Proseguiamo. L’Osservatore Romano pubblicò con discrezione la notizia dell’avvenuto incontro. Da parte del Papa parole più dure del solito. E nessuna foto di circostanza. Ma tali quisquiglie sono bastate ad evitare la ricomposizione delle immagini in Viethnam? Il Thieu quando è tornato a casa (speriamo anche lui senza foto-ricordo) non deve aver faticato a presentare la visita di Roma come un fatto unitario: “il Papa? Sono andato a trovarlo; eccomi qui, tutto bene.” E per i Vietnamiti, che non sanno di tante distinzioni il fatto ha detto qualcosa… Che cosa?… La paura non è stata solo nostra. Il 2 aprile 73, quindi, il giorno dopo la liturgia che esaminiamo, 50 donne vietnamite congiunte di prigionieri politici firmavano a Saigon un appello al Papa che diceva tra l’altro “… l’udienza che state per accordare… è una spada a doppio taglio… salutare nel caso che .., abbia per effetto… un completo cambiamento… pe quel che concerne i detenuti politici… Sarebbe invece una rovina nel caso la vostra udienza sia strumentalizzata come legittimazione ….” (in Sette giorni, n°310 p.44; e Il Regno 1973, n°13 p.376).

Di tanto in tanto si fa viva la voce che il Papa tornerà saltuariamente a S. Giovanni in Laterano a pascere il gregge della sua diocesi. Se ne parla dal tempo di papa Giovanni che perciò fece riadattare il costosissimo palazzo. Ben venga questo momento. Tuttavia diciamo subito che il risultato già da solo ottimo di avere il nostro vescovo al suo posto non sarà ancora tutto. Non vorremmo che ciò avvenisse nello spirito del vecchio gentiluomo che ogni sabato va personalmente a trattare i villici delle proprietà di campagna. Ripetiamo, in qualche modo o misura il Papa a S. Giovanni sarà sempre un gran risultato. Ma se tratterà nella sua chiesa locale (intendi con clero e laici romani) i problemi della comunione con le altre chiese del mondo, allora si prospetterà finalmente in concreto il modo nuovo di essere centro della comunione di tutte le chiese. Ben venga che il Papa tratti finalmente le cose della sua chiesa locale con la pienezza dei suoi poteri episcopali. Ma questo non ci accontenta ancora finché anche il rapporto con le altre chiese non entri nella prassi eucaristica della chiesa locale romana.

Non più una diocesi di Roma ufficio distaccato e declassato della Curia vaticana. Neppure una doppia residenza con orari di ricevimento a giorni alterni. Ma una vera e propria rivoluzione copernicana: il Vescovo di Roma nella sua chiesa, e i problemi della comunione universale come problemi di comunione con la chiesa locale romana.

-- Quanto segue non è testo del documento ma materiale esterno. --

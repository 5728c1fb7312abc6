//! LLM provider interface.
//!
//! The original dispatches to whatever chat model `settings.get_model()`
//! resolves, sometimes asking it for a structured Pydantic model
//! (`with_structured_output`), sometimes a plain string. That provider is an
//! external collaborator out of scope for this crate (NewsAgent §1); this
//! module only defines the interface every pipeline stage calls through, so
//! the executor (and its tests) stay decoupled from any one vendor.

use std::future::Future;
use std::pin::Pin;

use serde::de::DeserializeOwned;

use crate::errors::PipelineError;

type BoxFuture<'a, T> = Pin<Box<dyn Future<Output = Result<T, PipelineError>> + Send + 'a>>;

/// A chat-completion provider. One request is one system/user message pair,
/// matching the original's `[("system", ...), ("user", ...)]` message list —
/// the original never threads multi-turn history through a node.
///
/// Object-safe by construction (no generic methods) so the executor holds
/// `Arc<dyn LlmClient>`; [`LlmClient::complete_structured`] is a `Sized`-only
/// convenience built on top of [`LlmClient::complete_json`].
pub trait LlmClient: Send + Sync {
    /// Free-form text completion (`generate_summary`'s plain-string call).
    fn complete<'a>(&'a self, system: &'a str, user: &'a str) -> BoxFuture<'a, String>;

    /// Structured-output completion returning the raw JSON the provider
    /// produced (`validate_summary`, `categorize_article`, `generate_seo`,
    /// `check_embedded_links`, `find_other_sources`, `translate_article`,
    /// `extract_country` all use this form via `with_structured_output`).
    fn complete_json<'a>(&'a self, system: &'a str, user: &'a str) -> BoxFuture<'a, serde_json::Value>;
}

/// Extension trait giving callers a typed `complete_structured::<T>()` on
/// top of the object-safe [`LlmClient::complete_json`].
pub trait LlmClientExt: LlmClient {
    fn complete_structured<'a, T>(
        &'a self,
        system: &'a str,
        user: &'a str,
    ) -> Pin<Box<dyn Future<Output = Result<T, PipelineError>> + Send + 'a>>
    where
        T: DeserializeOwned + 'a,
        Self: Sized,
    {
        Box::pin(async move {
            let value = self.complete_json(system, user).await?;
            serde_json::from_value(value)
                .map_err(|e| PipelineError::Llm(format!("malformed structured output: {e}")))
        })
    }
}

impl<C: LlmClient + ?Sized> LlmClientExt for C {}

/// Concrete [`LlmClient`] for an OpenAI-compatible chat-completions endpoint,
/// the most common shape for `settings.get_model()` providers.
pub struct HttpLlmClient {
    client: reqwest::Client,
    api_base: String,
    api_key: String,
    model: String,
}

impl HttpLlmClient {
    #[must_use]
    pub fn new(client: reqwest::Client, api_base: String, api_key: String, model: String) -> Self {
        Self {
            client,
            api_base,
            api_key,
            model,
        }
    }

    async fn chat(&self, system: &str, user: &str, json_mode: bool) -> Result<String, PipelineError> {
        let mut body = serde_json::json!({
            "model": self.model,
            "messages": [
                {"role": "system", "content": system},
                {"role": "user", "content": user},
            ],
        });
        if json_mode {
            body["response_format"] = serde_json::json!({"type": "json_object"});
        }

        let resp = self
            .client
            .post(format!("{}/chat/completions", self.api_base))
            .bearer_auth(&self.api_key)
            .json(&body)
            .send()
            .await
            .map_err(|e| PipelineError::Llm(format!("request failed: {e}")))?;

        if !resp.status().is_success() {
            return Err(PipelineError::Llm(format!(
                "provider returned status {}",
                resp.status()
            )));
        }

        let value: serde_json::Value = resp
            .json()
            .await
            .map_err(|e| PipelineError::Llm(format!("invalid response body: {e}")))?;

        value
            .pointer("/choices/0/message/content")
            .and_then(|v| v.as_str())
            .map(str::to_string)
            .ok_or_else(|| PipelineError::Llm("response missing choices[0].message.content".into()))
    }
}

impl LlmClient for HttpLlmClient {
    fn complete<'a>(&'a self, system: &'a str, user: &'a str) -> BoxFuture<'a, String> {
        Box::pin(self.chat(system, user, false))
    }

    fn complete_json<'a>(&'a self, system: &'a str, user: &'a str) -> BoxFuture<'a, serde_json::Value> {
        Box::pin(async move {
            let raw = self.chat(system, user, true).await?;
            serde_json::from_str(&raw)
                .map_err(|e| PipelineError::Llm(format!("malformed structured output: {e}")))
        })
    }
}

Questo tempo è, a vista d’uomo, molto lontano. E intanto? Se il vescovo esercita il suo compito di verifica della comunione in forme che evitano il coagularsi e il risolversi degli attriti, se così la comunione cattolica si è diluita oltre il tollerabile, che fare? Non sarà tempo di agire da soli, anche in forme eucaristiche con i nostri preti, ponendo anche atti che disturbino il vescovo coinvolgendolo in una decisione? Abbiamo visto che il processo eucaristico lo permette, anzi lo richiede, e che questo hanno in fondo “sentito” e “proposto” i 300 cristiani di S. Maria in Vallicella con l’eucarestia del 1° Aprile 1973. Disgraziatamente il processo si è subito inceppato. E noi ci siamo sentiti in dovere di aiutarvi a cercare perché e percome. Ad utilità di chi è obbligato dallo Spirito proverà la prossima volta.